Julio Astillero.
A sus
varias cuitas políticas recientes, el ex ocupante de Los Pinos, Felipe Calderón
Hinojosa, ha agregado la insólita declaración reciente del ministro presidente
de la Suprema Corte de Justicia de la Nación, Arturo Zaldívar Lelo de Larrea,
en el sentido de que el ex panista y ahora organizador del partido México Libre
lo habría presionado en asuntos judiciales.
Las
palabras de Zaldívar fueron pronunciadas durante una entrevista en el programa
del Canal Once que conducen John Ackerman y Sabina Berman.
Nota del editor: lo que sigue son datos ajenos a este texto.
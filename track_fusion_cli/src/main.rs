use std::fs::{self, File};
use std::io::{self, Write};
use std::path::{Path, PathBuf};
use std::time::Instant;

use anyhow::{anyhow, Context, Result};
use clap::{ArgAction, Parser, Subcommand, ValueHint};
use track_fusion::io::{
    diagnose_track_csv, read_track_file, read_variable_file, write_environment,
    write_trajectories, write_training, Variable,
};
use track_fusion::{
    chronological_split, load_entities, load_environment, merge_environment, resample_entities,
    resample_track, run_batch, EntitySource, EnvironmentSource, Params, TrackError,
};
use tracing::{info, warn};
use tracing_subscriber::EnvFilter;

#[derive(Parser, Debug)]
#[command(author, version, about = "Trajectory resampling and environmental fusion CLI", long_about = None)]
struct Cli {
    #[command(subcommand)]
    command: Command,
}

#[derive(Subcommand, Debug)]
enum Command {
    /// Resample tracks, join environmental readings and write next-position training rows
    Build(BuildArgs),
    /// Resample tracks onto the fixed time grid only
    Resample(ResampleArgs),
    /// Outer-join per-variable environmental tables into one combined table
    MergeEnv(MergeEnvArgs),
    /// Report per-file parse problems and depth codes for track tables
    Diagnose(DiagnoseArgs),
}

#[derive(Parser, Debug)]
struct ParamArgs {
    /// JSON parameter file; flags below override its fields
    #[arg(long, value_hint = ValueHint::FilePath)]
    config: Option<PathBuf>,

    /// Resample step in seconds
    #[arg(long)]
    step: Option<f64>,

    /// Decimal places used for the environmental join key
    #[arg(long)]
    decimals: Option<u32>,

    /// Lower bound of the depth class
    #[arg(long = "depth-min", allow_negative_numbers = true)]
    depth_min: Option<i64>,

    /// Upper bound of the depth class
    #[arg(long = "depth-max", allow_negative_numbers = true)]
    depth_max: Option<i64>,
}

impl ParamArgs {
    fn resolve(&self) -> Result<Params> {
        let mut params = match self.config.as_ref() {
            Some(path) => Params::from_json_file(path)?,
            None => Params::default(),
        };
        if let Some(step) = self.step {
            params.step_s = step;
        }
        if let Some(decimals) = self.decimals {
            params.join_decimals = decimals;
        }
        if let Some(min) = self.depth_min {
            params.depth_min = min;
        }
        if let Some(max) = self.depth_max {
            params.depth_max = max;
        }
        params.validate()?;
        Ok(params)
    }
}

#[derive(Parser, Debug)]
struct BuildArgs {
    /// Track CSV files, one entity per file
    #[arg(required = true, value_hint = ValueHint::FilePath)]
    inputs: Vec<PathBuf>,

    /// Combined environmental table (latitude, longitude, year, temperature, chlorophyll)
    #[arg(long, value_hint = ValueHint::FilePath, conflicts_with_all = ["chlorophyll", "temperature"])]
    env: Option<PathBuf>,

    /// Chlorophyll table, merged with --temperature before the join
    #[arg(long, value_hint = ValueHint::FilePath, requires = "temperature")]
    chlorophyll: Option<PathBuf>,

    /// Temperature table, merged with --chlorophyll before the join
    #[arg(long, value_hint = ValueHint::FilePath, requires = "chlorophyll")]
    temperature: Option<PathBuf>,

    /// Training CSV path (`-` for stdout)
    #[arg(short, long, default_value = "training.csv", value_hint = ValueHint::FilePath)]
    output: PathBuf,

    /// Also write the resampled trajectories here
    #[arg(long, value_hint = ValueHint::FilePath)]
    trajectories: Option<PathBuf>,

    /// Hold out the trailing rows for testing and write them here
    #[arg(long = "test-output", value_hint = ValueHint::FilePath)]
    test_output: Option<PathBuf>,

    /// Fraction of rows held out (chronological, no shuffling)
    #[arg(long = "test-fraction")]
    test_fraction: Option<f64>,

    /// Name entities PREFIX_1, PREFIX_2, ... instead of by file stem
    #[arg(long = "id-prefix")]
    id_prefix: Option<String>,

    /// Write a JSON batch report
    #[arg(long, value_hint = ValueHint::FilePath)]
    report: Option<PathBuf>,

    #[command(flatten)]
    params: ParamArgs,

    /// Profile major stages with timings
    #[arg(long, action = ArgAction::SetTrue)]
    profile: bool,

    /// Verbose logging
    #[arg(long, action = ArgAction::SetTrue)]
    verbose: bool,
}

#[derive(Parser, Debug)]
struct ResampleArgs {
    /// Track CSV files, one entity per file
    #[arg(required = true, value_hint = ValueHint::FilePath)]
    inputs: Vec<PathBuf>,

    /// Output CSV path (`-` for stdout)
    #[arg(short, long, default_value = "resampled.csv", value_hint = ValueHint::FilePath)]
    output: PathBuf,

    /// Name entities PREFIX_1, PREFIX_2, ... instead of by file stem
    #[arg(long = "id-prefix")]
    id_prefix: Option<String>,

    #[command(flatten)]
    params: ParamArgs,

    /// Verbose logging
    #[arg(long, action = ArgAction::SetTrue)]
    verbose: bool,
}

#[derive(Parser, Debug)]
struct MergeEnvArgs {
    /// Chlorophyll table (latitude, longitude, chlorophyll, year)
    #[arg(long, value_hint = ValueHint::FilePath)]
    chlorophyll: PathBuf,

    /// Temperature table (latitude, longitude, temperature, year)
    #[arg(long, value_hint = ValueHint::FilePath)]
    temperature: PathBuf,

    /// Output CSV path (`-` for stdout)
    #[arg(short, long, default_value = "environment.csv", value_hint = ValueHint::FilePath)]
    output: PathBuf,

    /// Verbose logging
    #[arg(long, action = ArgAction::SetTrue)]
    verbose: bool,
}

#[derive(Parser, Debug)]
struct DiagnoseArgs {
    /// Track CSV files to inspect
    #[arg(required = true, value_hint = ValueHint::FilePath)]
    inputs: Vec<PathBuf>,

    /// Output report path
    #[arg(short, long, default_value = "track_diagnostics.txt", value_hint = ValueHint::FilePath)]
    output: PathBuf,

    #[command(flatten)]
    params: ParamArgs,

    /// Verbose logging
    #[arg(long, action = ArgAction::SetTrue)]
    verbose: bool,
}

fn main() -> Result<()> {
    let cli = Cli::parse();
    let verbose = match &cli.command {
        Command::Build(args) => args.verbose,
        Command::Resample(args) => args.verbose,
        Command::MergeEnv(args) => args.verbose,
        Command::Diagnose(args) => args.verbose,
    };
    let default_level = if verbose { "debug" } else { "info" };
    let filter =
        EnvFilter::try_from_default_env().unwrap_or_else(|_| EnvFilter::new(default_level));
    let _ = tracing_subscriber::fmt()
        .with_env_filter(filter)
        .with_writer(io::stderr)
        .try_init();

    match cli.command {
        Command::Build(args) => handle_build(args),
        Command::Resample(args) => handle_resample(args),
        Command::MergeEnv(args) => handle_merge_env(args),
        Command::Diagnose(args) => handle_diagnose(args),
    }
}

fn handle_build(args: BuildArgs) -> Result<()> {
    let mut params = args.params.resolve()?;
    if let Some(fraction) = args.test_fraction {
        params.test_fraction = fraction;
        params.validate()?;
    }
    if params.test_fraction > 0.0 && args.test_output.is_none() {
        return Err(anyhow!("--test-fraction needs --test-output"));
    }
    let timed = args.profile || args.verbose;

    let env_source = match (&args.env, &args.chlorophyll, &args.temperature) {
        (Some(path), _, _) => EnvironmentSource::Combined(path.clone()),
        (None, Some(chl), Some(temp)) => EnvironmentSource::PerVariable {
            chlorophyll: chl.clone(),
            temperature: temp.clone(),
        },
        _ => EnvironmentSource::None,
    };

    let t_env = Instant::now();
    let index = load_environment(&env_source, params.join_decimals);
    if timed {
        info!(
            "Environment stage: {:.1} ms ({} keys)",
            t_env.elapsed().as_secs_f64() * 1000.0,
            index.len()
        );
    }

    let t_load = Instant::now();
    let sources = EntitySource::from_paths(&args.inputs, args.id_prefix.as_deref());
    let inputs = load_entities(&sources);
    if timed {
        info!(
            "Parse stage: {:.1} ms ({} files)",
            t_load.elapsed().as_secs_f64() * 1000.0,
            inputs.len()
        );
    }

    let t_compute = Instant::now();
    let batch = run_batch(inputs, &index, &params)?;
    if timed {
        info!(
            "Compute stage: {:.1} ms ({} examples)",
            t_compute.elapsed().as_secs_f64() * 1000.0,
            batch.examples.len()
        );
    }

    if let Some(path) = args.trajectories.as_ref() {
        write_trajectories(&batch.trajectories, create(path)?)
            .with_context(|| format!("failed to write {}", path.display()))?;
        info!("Wrote resampled trajectories: {}", path.display());
    }

    let t_csv = Instant::now();
    let (train, test) = chronological_split(batch.examples, params.test_fraction);
    write_rows(&args.output, |w| write_training(&train, w))?;
    if let Some(path) = args.test_output.as_ref() {
        write_training(&test, create(path)?)
            .with_context(|| format!("failed to write {}", path.display()))?;
        info!("Wrote test split: {} ({} rows)", path.display(), test.len());
    }
    if timed {
        info!(
            "CSV stage: {:.1} ms ({} rows)",
            t_csv.elapsed().as_secs_f64() * 1000.0,
            train.len() + test.len()
        );
    }

    if let Some(path) = args.report.as_ref() {
        batch
            .report
            .write_json(path)
            .with_context(|| format!("failed to write {}", path.display()))?;
        info!("Wrote batch report: {}", path.display());
    }
    Ok(())
}

fn handle_resample(args: ResampleArgs) -> Result<()> {
    let params = args.params.resolve()?;
    let sources = EntitySource::from_paths(&args.inputs, args.id_prefix.as_deref());
    let outcomes = resample_entities(load_entities(&sources), &params);

    let mut trajectories = Vec::new();
    for outcome in outcomes {
        match outcome.result {
            Ok(trajectory) => trajectories.push(trajectory),
            Err(err) => warn!(entity = %outcome.entity_id, error = %err, "skipping entity"),
        }
    }
    if trajectories.is_empty() {
        return Err(TrackError::EmptyBatch.into());
    }
    info!(
        "Resampled {} entities ({} points)",
        trajectories.len(),
        trajectories.iter().map(|t| t.len()).sum::<usize>()
    );
    write_rows(&args.output, |w| write_trajectories(&trajectories, w))
}

fn handle_merge_env(args: MergeEnvArgs) -> Result<()> {
    let chlorophyll = read_variable_file(&args.chlorophyll, Variable::Chlorophyll)
        .with_context(|| format!("failed to read {}", args.chlorophyll.display()))?;
    let temperature = read_variable_file(&args.temperature, Variable::Temperature)
        .with_context(|| format!("failed to read {}", args.temperature.display()))?;
    let merged = merge_environment(chlorophyll, temperature);
    info!("Merged environmental table: {} keys", merged.len());
    write_rows(&args.output, |w| write_environment(&merged, w))
}

fn handle_diagnose(args: DiagnoseArgs) -> Result<()> {
    let params = args.params.resolve()?;
    let mut report = String::new();

    for path in &args.inputs {
        let file = File::open(path).with_context(|| format!("failed to read {}", path.display()))?;
        let diag = diagnose_track_csv(file)
            .with_context(|| format!("failed to parse {}", path.display()))?;

        report.push_str(&format!("FILE: {}\n", path.display()));
        report.push_str(&format!("  rows: {}\n", diag.rows));
        report.push_str(&format!("  parsed_rows: {}\n", diag.parsed_rows));
        report.push_str(&format!(
            "  distinct_timestamps: {}\n",
            diag.distinct_timestamps
        ));
        if let Some(span) = diag.timespan_s {
            report.push_str(&format!("  timespan_s: {:.1}\n", span));
        }
        if let Some(year) = diag.first_year {
            report.push_str(&format!("  year: {}\n", year));
        }
        if let Some(err) = diag.first_error.as_ref() {
            report.push_str(&format!("  first_error: {}\n", err));
        }

        if !diag.depth_codes.is_empty() {
            report.push_str(&format!(
                "  depth_codes (non-numeric={}):\n",
                diag.non_numeric_codes
            ));
            let mut entries: Vec<_> = diag.depth_codes.iter().collect();
            entries.sort_by(|a, b| b.1.cmp(a.1));
            for (code, count) in entries.into_iter().take(25) {
                let label = if code.is_empty() { "<blank>" } else { code.as_str() };
                report.push_str(&format!("    - {}: {}\n", label, count));
            }
        }

        let stem = path
            .file_stem()
            .map(|s| s.to_string_lossy().into_owned())
            .unwrap_or_default();
        let verdict = read_track_file(path)
            .and_then(|fixes| resample_track(&stem, fixes, &params))
            .map(|trajectory| format!("ok ({} resampled points)", trajectory.len()))
            .unwrap_or_else(|err| format!("{} ({})", err.kind(), err));
        report.push_str(&format!("  verdict: {}\n", verdict));
        report.push('\n');
    }

    fs::write(&args.output, report)
        .with_context(|| format!("failed to write {}", args.output.display()))?;
    info!("Diagnostic report written: {}", args.output.display());
    Ok(())
}

fn create(path: &Path) -> Result<File> {
    File::create(path).with_context(|| format!("failed to create {}", path.display()))
}

/// Route a CSV writer to stdout for `-`, otherwise to a freshly created file.
fn write_rows<F>(output: &Path, write: F) -> Result<()>
where
    F: FnOnce(&mut dyn Write) -> Result<(), TrackError>,
{
    if output.as_os_str() == "-" {
        let stdout = io::stdout();
        let mut handle = stdout.lock();
        write(&mut handle)?;
    } else {
        let mut file = create(output)?;
        write(&mut file).with_context(|| format!("failed to write {}", output.display()))?;
        info!("Wrote CSV: {}", output.display());
    }
    Ok(())
}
El entrevistado
nació en la ciudad de Querétaro, cumplió sesenta años de edad el pasado agosto
y fue nombrado ministro de la Corte en 2009, a propuesta del entonces usuario
de la silla presidencial, el citado Calderón Hinojosa. El 2 de enero de 2019
fue elegido por sus homólogos como presidente de la Corte, ya bajo el expansivo
mando político del presidente Andrés Manuel López Obrador, con cuyas políticas
se ha manifestado de acuerdo en lo general, lo cual ha llevado a los
adversarios del actual modelo político a señalar que se mueve en consonancia
con los deseos o postulados de Palacio Nacional.
La parte
controversial de la mencionada entrevista corresponde a estas palabras de
Zaldívar: El Presidente de la República (AMLO) ha sido profundamente respetuoso
con la independencia del Poder Judicial. No hemos recibido de su parte ninguna
insinuación, ninguna recomendación y mucho menos presión en los asuntos que
estamos manejando, cosa que no se podría decir de algún otro presidente que sí
amenazó, que sí presionó y que yo no soy sólo testigo, porque fui objeto de
esas presiones. ¿Como de quién? Tanteó Sabina Berman, a lo que el ministro
presidente Zaldívar respondió con puntualidad: Felipe Calderón.
El
mencionado político negó tal hecho y demandó que Zaldívar precise el tiempo,
modo y circunstancias en que se habría producido tal presión. Ya se verá la
respuesta que le dé el actual presidente de la Corte y las consecuencias
políticas que este incidente tendrá en la maltrecha carrera del ex panista.
Sería
impropio esperar que Luis Miguel Gerónimo Barbosa Huerta se condujera con
prudencia y sensatez al llegar a la gubernatura de Puebla. Su historial
político tiene suficientes pasajes oscuros y vulgares como para suponer que su
nuevo cargo público le adjudicaría de manera providencial mejores prendas de
comportamiento público. Así que ayer, en Huejotzingo, al asistir al informe de
labores de la presidenta de ese municipio, dejó caer una sentencia con
pretensiones casi bíblicas: quienes le robaron la anterior elección para
gobernador fueron castigados por Dios.